Coincidently, when thermometers came into widespread use after 1850, that just happened to be the end of the Little Ice Age, and temperatures have been increasing naturally ever since -- as one would expect following a five-hundred year cold spell.

Which followed a five-hundred year warm period (Medieval Warm Period).

Which followed a five-hundred year cold spell (Dark Ages).

Which followed a five-hundred year warm period (Roman Warm Period).

(Do you see a pattern here? If you don’t, Tipper may be able to help you, Al.)

Unfortunately, the gorgeous weather we experienced on our bike trip was a result of El Niño, one of the two strongest of the past century, followed by La Niña in mid-1998. While we were enjoying warm, clear days, much of the rest of the world was either suffering catastrophic flooding, a large number of unusually strong hurricanes, or ruinous drought.

The man-caused global warming prognosticators tried to make 1998 a poster child for their panic mongering, but actual weather scientists pointed out that El Niño and La Niña, and their weather consequences, were part of a naturally occurring cycle which had been identified and tracked for several hundred years.

Of course, the panic mongers then clutched Hurricane Katrina as the “next sure sign,” but again experienced weather scientists pointed out that “we're in an active hurricane cycle – a phenomenon of heightened activity that can last for decades. The last one spanned the 1940s through 1960s. The current one started in 1995 and could last for another decade…”

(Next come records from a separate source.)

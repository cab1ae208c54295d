//! APT (Debian, Ubuntu)
//!
//! Installs through `apt-get`, which has a stable scripting interface, and
//! probes installed state with `dpkg` / `dpkg-query`.

use crate::core::types::{PackageManagerType, PackageVersionInfo};
use crate::error::{Result, StackmatchError};
use crate::packages::context::{ManagerContext, argv, argv_with, strip_epoch_and_release};
use crate::packages::runner::{CancelToken, CommandRunner};
use crate::packages::traits::{Installer, select_version};
use crate::utils::sanitize;
use crate::version;
use std::collections::BTreeMap;
use std::sync::Arc;

const NOT_FOUND: &[&str] = &[
    "Unable to locate package",
    "has no installation candidate",
    "Couldn't find any package",
];

pub struct AptInstaller {
    ctx: ManagerContext,
}

impl AptInstaller {
    pub fn new(runner: Arc<dyn CommandRunner>) -> Self {
        Self {
            ctx: ManagerContext::new(PackageManagerType::Apt, runner),
        }
    }

    /// `dpkg -s` first; its status block is authoritative. Falls back to an
    /// `ii` row in `dpkg -l`.
    fn dpkg_reports_installed(&self, cancel: &CancelToken, package: &str) -> Result<bool> {
        let status = self.ctx.probe_with("dpkg", cancel, &["-s", package])?;
        if status.success && status.stdout.contains("Status: install ok installed") {
            return Ok(true);
        }

        let listing = self.ctx.probe_with("dpkg", cancel, &["-l", package])?;
        let arch_qualified = format!("{}:", package);
        Ok(listing.stdout.lines().any(|line| {
            let mut fields = line.split_whitespace();
            fields.next() == Some("ii")
                && fields
                    .next()
                    .is_some_and(|name| name == package || name.starts_with(&arch_qualified))
        }))
    }

    fn candidate_version(&self, cancel: &CancelToken, package: &str) -> Result<Option<String>> {
        let policy = self.ctx.probe_with("apt-cache", cancel, &["policy", package])?;
        if !policy.success {
            return Ok(None);
        }
        Ok(policy
            .stdout
            .lines()
            .filter_map(|line| line.trim().strip_prefix("Candidate:"))
            .map(str::trim)
            .find(|candidate| !candidate.is_empty() && *candidate != "(none)")
            .map(str::to_string))
    }
}

impl Installer for AptInstaller {
    fn manager_type(&self) -> PackageManagerType {
        PackageManagerType::Apt
    }

    fn is_available(&self) -> bool {
        self.ctx.executable_available()
    }

    fn is_installed(&self, cancel: &CancelToken, package: &str) -> Result<bool> {
        sanitize::validate_package_name(package)?;
        self.dpkg_reports_installed(cancel, package)
    }

    fn install_package(&self, cancel: &CancelToken, package: &str) -> Result<()> {
        let installed = self.is_installed(cancel, package)?;
        self.ctx.ensure_absent(installed, package)?;
        self.ctx
            .execute_checked(
                cancel,
                &argv(&["install", "--assume-yes", package]),
                package,
                "install",
                NOT_FOUND,
            )
            .map(|_| ())
    }

    fn install_multiple(&self, cancel: &CancelToken, packages: &[String]) -> Result<()> {
        if packages.is_empty() {
            return Ok(());
        }
        sanitize::validate_package_names(packages)?;
        self.ctx
            .execute_checked(
                cancel,
                &argv_with(&["install", "--assume-yes"], packages),
                &packages.join(" "),
                "install",
                NOT_FOUND,
            )
            .map(|_| ())
    }

    fn uninstall_package(&self, cancel: &CancelToken, package: &str) -> Result<()> {
        if !self.is_installed(cancel, package)? {
            return Ok(());
        }
        self.ctx
            .execute_checked(
                cancel,
                &argv(&["remove", "--assume-yes", package]),
                package,
                "uninstall",
                &[],
            )
            .map(|_| ())
    }

    fn update_package_manager(&self, cancel: &CancelToken) -> Result<()> {
        self.ctx
            .execute_checked(cancel, &argv(&["update"]), "package index", "update", &[])?;
        self.ctx.execute_checked(
            cancel,
            &argv(&["upgrade", "--assume-yes"]),
            "installed packages",
            "upgrade",
            &[],
        )?;
        Ok(())
    }

    fn get_installed_version(
        &self,
        cancel: &CancelToken,
        package: &str,
    ) -> Result<PackageVersionInfo> {
        sanitize::validate_package_name(package)?;
        let out = self.ctx.probe_with(
            "dpkg-query",
            cancel,
            &["-W", "-f=${Version}\n${Status}\n", package],
        )?;
        if !out.success {
            return Ok(PackageVersionInfo::absent(package));
        }

        let mut lines = out.stdout.lines().map(str::trim);
        let version = lines.next().unwrap_or_default();
        let status = lines.next().unwrap_or_default();
        if version.is_empty() || !status.contains("install ok installed") {
            return Ok(PackageVersionInfo::absent(package));
        }

        let version = match version.rsplit_once('_') {
            Some((head, _)) if !head.is_empty() => head,
            _ => version,
        };

        let mut info = PackageVersionInfo::installed(package, version);
        info.latest_version = self.candidate_version(cancel, package)?;
        Ok(info)
    }

    fn available_versions(&self, cancel: &CancelToken, package: &str) -> Result<Vec<String>> {
        sanitize::validate_package_name(package)?;
        let out = self
            .ctx
            .probe_with("apt-cache", cancel, &["madison", package])?;
        if !out.success {
            return Ok(Vec::new());
        }

        let mut versions: Vec<String> = Vec::new();
        for line in out.stdout.lines() {
            if let Some(candidate) = line.split('|').nth(1).map(str::trim)
                && !candidate.is_empty()
                && !versions.iter().any(|v| v == candidate)
            {
                versions.push(candidate.to_string());
            }
        }
        Ok(versions)
    }

    fn comparable_version(&self, native: &str) -> String {
        strip_epoch_and_release(native)
    }

    fn install_pinned(&self, cancel: &CancelToken, package: &str, version: &str) -> Result<()> {
        sanitize::validate_package_name(package)?;
        sanitize::validate_version(version)?;
        self.ctx
            .execute_checked(
                cancel,
                &argv(&[
                    "install",
                    "--assume-yes",
                    "--allow-downgrades",
                    &format!("{}={}", package, version),
                ]),
                package,
                "install",
                NOT_FOUND,
            )
            .map(|_| ())
    }

    /// Resolve every constraint to a concrete `pkg=version` first, then
    /// install the whole set with one `apt-get` call.
    fn install_multiple_versions(
        &self,
        cancel: &CancelToken,
        packages: &BTreeMap<String, String>,
    ) -> Result<()> {
        let mut targets = Vec::with_capacity(packages.len());
        for (package, constraint) in packages {
            sanitize::validate_package_name(package)?;
            if version::is_unconstrained(constraint) {
                targets.push(package.clone());
                continue;
            }

            let current = self.check_version(cancel, package, constraint)?;
            if current.is_installed() && current.satisfies_constraint {
                continue;
            }

            let candidates = self.available_versions(cancel, package)?;
            let chosen = select_version(&candidates, constraint, strip_epoch_and_release)?
                .ok_or_else(|| StackmatchError::NoMatchingVersion {
                    package: package.clone(),
                    constraint: constraint.clone(),
                })?;
            targets.push(format!("{}={}", package, chosen));
        }

        if targets.is_empty() {
            return Ok(());
        }

        self.ctx
            .execute_checked(
                cancel,
                &argv_with(&["install", "--assume-yes", "--allow-downgrades"], &targets),
                &targets.join(" "),
                "install",
                NOT_FOUND,
            )
            .map(|_| ())
    }
}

To recap the obvious, hurricane activity was strong during the 1940s through 1960s – lower carbon dioxide in the atmosphere – and slacked off then until 1995 – higher atmospheric carbon dioxide.

Do the global warming alarmists think that no one can make the connection between low hurricane activity when CO2 was high, and high hurricane activity when CO2 was low?

And still blame the current increased hurricane activity on global warming caused by an increasing concentration of atmospheric carbon dioxide?

Then why didn’t it cause more hurricanes during the previous 25 years when CO2 was increasing rapidly?

It just doesn’t make sense, does it Al?

Man caused global warming has always been a conclusion looking for a science to justify it.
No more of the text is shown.